▸ Problem details:
Whenever the word "Parser" appears in a line of the data below, copy that line.

━━━━━ Task inputs ━━━━━

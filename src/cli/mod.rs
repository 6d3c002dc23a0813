use clap::{Parser, Subcommand};

pub mod admin;
pub mod check;
pub mod config;
pub mod context;
pub mod init;
pub mod version;

use context::Context;

#[derive(Parser)]
#[command(name = "originbind")]
#[command(version = env!("CARGO_PKG_VERSION"))]
#[command(about = "Operator CLI for per-player IP binding", long_about = None)]
pub struct Cli {
    /// Path to config file (default: <data-dir>/config.toml)
    #[arg(long, global = true)]
    pub config: Option<String>,

    /// Directory holding state files (overrides the config file)
    #[arg(long, global = true)]
    pub data_dir: Option<String>,

    #[command(subcommand)]
    pub command: Commands,
}

#[derive(Subcommand)]
pub enum Commands {
    /// Write a default configuration file
    Init {
        /// Overwrite an existing config file
        #[arg(long)]
        force: bool,
    },

    /// Run a login attempt through the gate
    Check {
        /// Player UUID
        #[arg(long)]
        identity: String,

        /// IP address the attempt comes from
        #[arg(long)]
        origin: String,

        /// Player display name
        #[arg(long, default_value = "unknown")]
        name: String,

        /// Also resolve and print the origin's country
        #[arg(long)]
        country: bool,
    },

    /// Approve an additional IP for a player
    Add {
        /// Player UUID
        identity: String,
        /// IP address to approve
        ip: String,
    },

    /// Revoke one of a player's IPs (never the last one)
    Remove {
        /// Player UUID
        identity: String,
        /// IP address to revoke
        ip: String,
    },

    /// Remove every IP of a player; the next login registers afresh
    Reset {
        /// Player UUID
        identity: String,
    },

    /// Show a player's registered IPs
    Info {
        /// Player UUID
        identity: String,
    },

    /// List every registered player
    List,

    /// Show recent failed login attempts
    Failed {
        /// Only show attempts for this player UUID
        #[arg(long)]
        identity: Option<String>,

        /// Maximum number of attempts to show
        #[arg(long, default_value_t = 10)]
        limit: usize,
    },

    /// Show (or clear) a player's recent login attempts
    History {
        /// Player UUID
        identity: String,

        /// Clear the history instead of showing it
        #[arg(long)]
        clear: bool,
    },

    /// Display version information
    Version,
}

pub async fn execute(cli: Cli) -> Result<(), Box<dyn std::error::Error>> {
    let Cli {
        config,
        data_dir,
        command,
    } = cli;
    let load = || Context::load(config.clone(), data_dir.clone());

    let output = match command {
        Commands::Version => version::execute(),
        Commands::Init { force } => init::execute(config.clone(), data_dir.clone(), force)?,
        Commands::Check {
            identity,
            origin,
            name,
            country,
        } => check::execute(&load()?, &identity, &origin, &name, country).await?,
        Commands::Add { identity, ip } => admin::add(&load()?, &identity, &ip)?,
        Commands::Remove { identity, ip } => admin::remove(&load()?, &identity, &ip)?,
        Commands::Reset { identity } => admin::reset(&load()?, &identity)?,
        Commands::Info { identity } => admin::info(&load()?, &identity)?,
        Commands::List => admin::list(&load()?),
        Commands::Failed { identity, limit } => {
            admin::failed(&load()?, identity.as_deref(), limit)?
        }
        Commands::History { identity, clear } => admin::history(&load()?, &identity, clear)?,
    };

    println!("{}", output);
    Ok(())
}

━━━━━

▸ Output:
use clap::{Parser, Subcommand};
#[derive(Parser)]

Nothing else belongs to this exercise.